A.3 Génération d’aléa cryptographique
La cryptographie fait un usage intensif de données aléatoires, typiquement afin de générer des clés mais également pour bien d’autres applications comme dans les opérations de formatage de messages avant chiffrement ou signature. La qualité des données aléatoires utilisées est parfois critique en termes de sécurité et nécessite de disposer de données aléatoires « de qualité ».
À titre d’exemple particulièrement frappant de la nécessité de disposer de bon aléa pour certaines applications, citons le standard de signature américain DSA. En utilisant cet algorithme, la signature d’un message nécessite l’emploi d’un nombre aléatoire de 160 bits, gardé secret par le signataire. Pour chaque signature, il est nécessaire de disposer d’un nouveau nombre aléatoire indépendant des précédents et donc à usage unique.
Sans que cela ne remette en cause la sécurité de DSA, on connaît aujourd’hui une attaque qui permet de retrouver la clé privée à condition de disposer de signatures pour lesquelles seulement 2 bits du nombre aléatoire à usage unique sont connus. Cette attaque fonctionne donc très efficacement même si les 158 bits restants sont parfaitement aléatoires et inconnus de l’attaquant. Cet exemple montre que, pour certaines applications, il est impossible de se contenter de nombres partiellement aléatoires.
La génération de bits réellement aléatoires, c’est-à-dire valant 0 ou 1 avec même probabilité et, surtout, indépendants les uns des autres, est particulièrement délicate sur une plate-forme fondamentalement déterministe comme un ordinateur ou un microprocesseur de carte à puce. Il existe cependant des dispositifs physiques spécifiques tirant parti de phénomènes supposés imprévisibles comme le bruit thermique ou le temps s’écoulant entre deux désintégrations d’une source radioactive. On parle alors de générateur d’aléa physique.
Il est également possible de générer du pseudo-aléa, c’est-à-dire des suites de bits indistinguables de suites réellement aléatoires mais issues d’un mécanisme déterministe initialisé avec un germe ou graine, de petite taille mais réellement aléatoire pour sa part. La plupart des mécanismes de chiffrement par flot sont d’ailleurs construits autour de tels générateurs pseudo-aléatoires.

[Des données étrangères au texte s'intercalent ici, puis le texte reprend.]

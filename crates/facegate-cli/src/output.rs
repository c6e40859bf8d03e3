use std::error::Error;
use std::io::{self, Write};

use facegate_core::faces::{FaceEnrollmentOutcome, FaceVerificationOutcome, LoginOutcome};
use facegate_core::sessions::Session;
use serde_json::{json, Value};

use crate::cli::OutputMode;
use crate::doctor::{CheckStatus, DoctorOutcome};
use crate::errors::{AppError, AppResult};
use crate::identity::RemovalOutcome;
use crate::notes::NotesOutcome;

fn write_json(payload: &Value) -> AppResult<()> {
    let stdout = io::stdout();
    let mut handle = stdout.lock();
    let payload = serde_json::to_string(payload)?;
    handle.write_all(payload.as_bytes())?;
    handle.write_all(b"\n")?;
    Ok(())
}

fn log_lines(lines: &[String], verbose: bool) {
    if verbose {
        for line in lines {
            tracing::info!("{line}");
        }
    }
}

pub fn render_enroll(
    outcome: &FaceEnrollmentOutcome,
    mode: OutputMode,
    verbose: bool,
) -> AppResult<()> {
    match mode {
        OutputMode::Human => {
            log_lines(&outcome.logs, verbose);
            println!(
                "Enrollment successful for user {} (embedding {}, length {})",
                outcome.user, outcome.record.id, outcome.record.embedding_len
            );
        }
        OutputMode::Json => write_json(&enroll_json_payload(outcome))?,
    }
    Ok(())
}

fn enroll_json_payload(outcome: &FaceEnrollmentOutcome) -> Value {
    json!({
        "status": "ok",
        "user": outcome.user,
        "record": outcome.record,
        "faces_detected": outcome.faces_detected,
    })
}

pub fn render_verify(
    outcome: &FaceVerificationOutcome,
    mode: OutputMode,
    verbose: bool,
) -> AppResult<()> {
    match mode {
        OutputMode::Human => {
            log_lines(&outcome.logs, verbose);
            println!(
                "Face accepted for user {} (distance {:.4}, threshold {:.4})",
                outcome.result.user, outcome.result.distance, outcome.result.threshold
            );
        }
        OutputMode::Json => write_json(&verify_json_payload(outcome))?,
    }
    Ok(())
}

fn verify_json_payload(outcome: &FaceVerificationOutcome) -> Value {
    json!({
        "status": "ok",
        "user": outcome.result.user,
        "identity_id": outcome.result.identity_id,
        "accepted": outcome.result.accepted,
        "distance": outcome.result.distance,
        "threshold": outcome.result.threshold,
        "faces_detected": outcome.result.faces_detected,
        "stages": outcome.stages,
    })
}

pub fn render_login(outcome: &LoginOutcome, mode: OutputMode, verbose: bool) -> AppResult<()> {
    match mode {
        OutputMode::Human => {
            log_lines(&outcome.verification.logs, verbose);
            println!(
                "Login successful for user {} (distance {:.4})",
                outcome.verification.result.user, outcome.verification.result.distance
            );
            println!("{}", outcome.credential.access_token);
        }
        OutputMode::Json => write_json(&login_json_payload(outcome))?,
    }
    Ok(())
}

fn login_json_payload(outcome: &LoginOutcome) -> Value {
    json!({
        "status": "ok",
        "user": outcome.verification.result.user,
        "distance": outcome.verification.result.distance,
        "threshold": outcome.verification.result.threshold,
        "access_token": outcome.credential.access_token,
        "token_type": outcome.credential.token_type,
        "expires_at": outcome.credential.expires_at,
    })
}

pub fn render_remove(outcome: &RemovalOutcome, mode: OutputMode) -> AppResult<()> {
    match mode {
        OutputMode::Human => {
            println!(
                "Removed enrollment {} for user {} ({} note(s) deleted)",
                outcome.id, outcome.user, outcome.notes_removed
            );
        }
        OutputMode::Json => write_json(&json!({
            "status": "ok",
            "user": outcome.user,
            "removed_id": outcome.id,
            "notes_removed": outcome.notes_removed,
        }))?,
    }
    Ok(())
}

pub fn render_whoami(session: &Session, mode: OutputMode) -> AppResult<()> {
    match mode {
        OutputMode::Human => {
            println!(
                "{} (enrollment {}, enrolled {})",
                session.username, session.identity_id, session.enrolled_at
            );
        }
        OutputMode::Json => write_json(&whoami_json_payload(session))?,
    }
    Ok(())
}

fn whoami_json_payload(session: &Session) -> Value {
    json!({
        "status": "ok",
        "username": session.username,
        "user_id": session.identity_id,
        "enrolled_at": session.enrolled_at,
        "expires_at": session.expires_at,
    })
}

pub fn render_notes(outcome: &NotesOutcome, mode: OutputMode) -> AppResult<()> {
    match mode {
        OutputMode::Human => match outcome {
            NotesOutcome::Listed { user, notes } => {
                if notes.is_empty() {
                    println!("No notes for user {user}");
                }
                for note in notes {
                    println!("#{} {} ({})", note.id, note.title, note.updated_at);
                    if !note.content.is_empty() {
                        println!("    {}", note.content);
                    }
                }
            }
            NotesOutcome::Created { note, .. } => println!("Created note #{}", note.id),
            NotesOutcome::Updated { note, .. } => println!("Updated note #{}", note.id),
            NotesOutcome::Deleted { note, .. } => println!("Deleted note #{}", note.id),
        },
        OutputMode::Json => write_json(&notes_json_payload(outcome))?,
    }
    Ok(())
}

fn notes_json_payload(outcome: &NotesOutcome) -> Value {
    match outcome {
        NotesOutcome::Listed { user, notes } => json!({
            "status": "ok",
            "user": user,
            "notes": notes,
        }),
        NotesOutcome::Created { user, note } => json!({
            "status": "created",
            "user": user,
            "note": note,
        }),
        NotesOutcome::Updated { user, note } => json!({
            "status": "updated",
            "user": user,
            "note": note,
        }),
        NotesOutcome::Deleted { user, note } => json!({
            "status": "deleted",
            "user": user,
            "id": note.id,
        }),
    }
}

pub fn render_doctor(outcome: &DoctorOutcome, mode: OutputMode) -> AppResult<()> {
    match mode {
        OutputMode::Human => {
            for check in &outcome.checks {
                let tag = match check.status {
                    CheckStatus::Pass => "PASS",
                    CheckStatus::Warn => "WARN",
                    CheckStatus::Fail => "FAIL",
                };
                println!("[{tag}] {}: {}", check.name, check.message);
            }
            println!(
                "{}",
                if outcome.ok {
                    "All checks passed"
                } else {
                    "Some checks need attention"
                }
            );
        }
        OutputMode::Json => write_json(&serde_json::to_value(outcome)?)?,
    }
    Ok(())
}

fn error_json_payload(err: &AppError) -> Value {
    let mut payload = json!({
        "status": "error",
        "kind": err.kind(),
        "error": err.human_message(),
    });
    if let AppError::FaceMismatch {
        user,
        distance,
        threshold,
    } = err
    {
        payload["user"] = json!(user);
        payload["distance"] = json!(distance);
        payload["threshold"] = json!(threshold);
    }
    payload
}

pub fn render_error(err: &AppError, mode: OutputMode) {
    match mode {
        OutputMode::Human => {
            eprintln!("error: {}", err.human_message());
        }
        OutputMode::Json => {
            if let Ok(json) = serde_json::to_string(&error_json_payload(err)) {
                println!("{json}");
            }
        }
    }
    if let Some(source) = err.source() {
        eprintln!("cause: {source}");
    }
}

Notons enfin que, par définition, il est en pratique impossible de distinguer du pseudoaléa correctement généré de véritables bits aléatoires. Malgré l’existence de notions théoriques bien définies issues de la théorie de l’information, comme celle d’entropie, la seule manière de tester des bits ainsi générés est d’appliquer des tests statistiques visant à détecter des biais statistiques dont la probabilité d’apparition est négligeable dans des séquences de bits issues de sources d’aléa idéales. L’efficacité de ces tests, aussi élaborés soient-ils, demeure cependant très limitée en pratique. Une suite déterministe aussi simple que la succession des décimales de π suffit en effet à tromper la plupart des tests statistiques.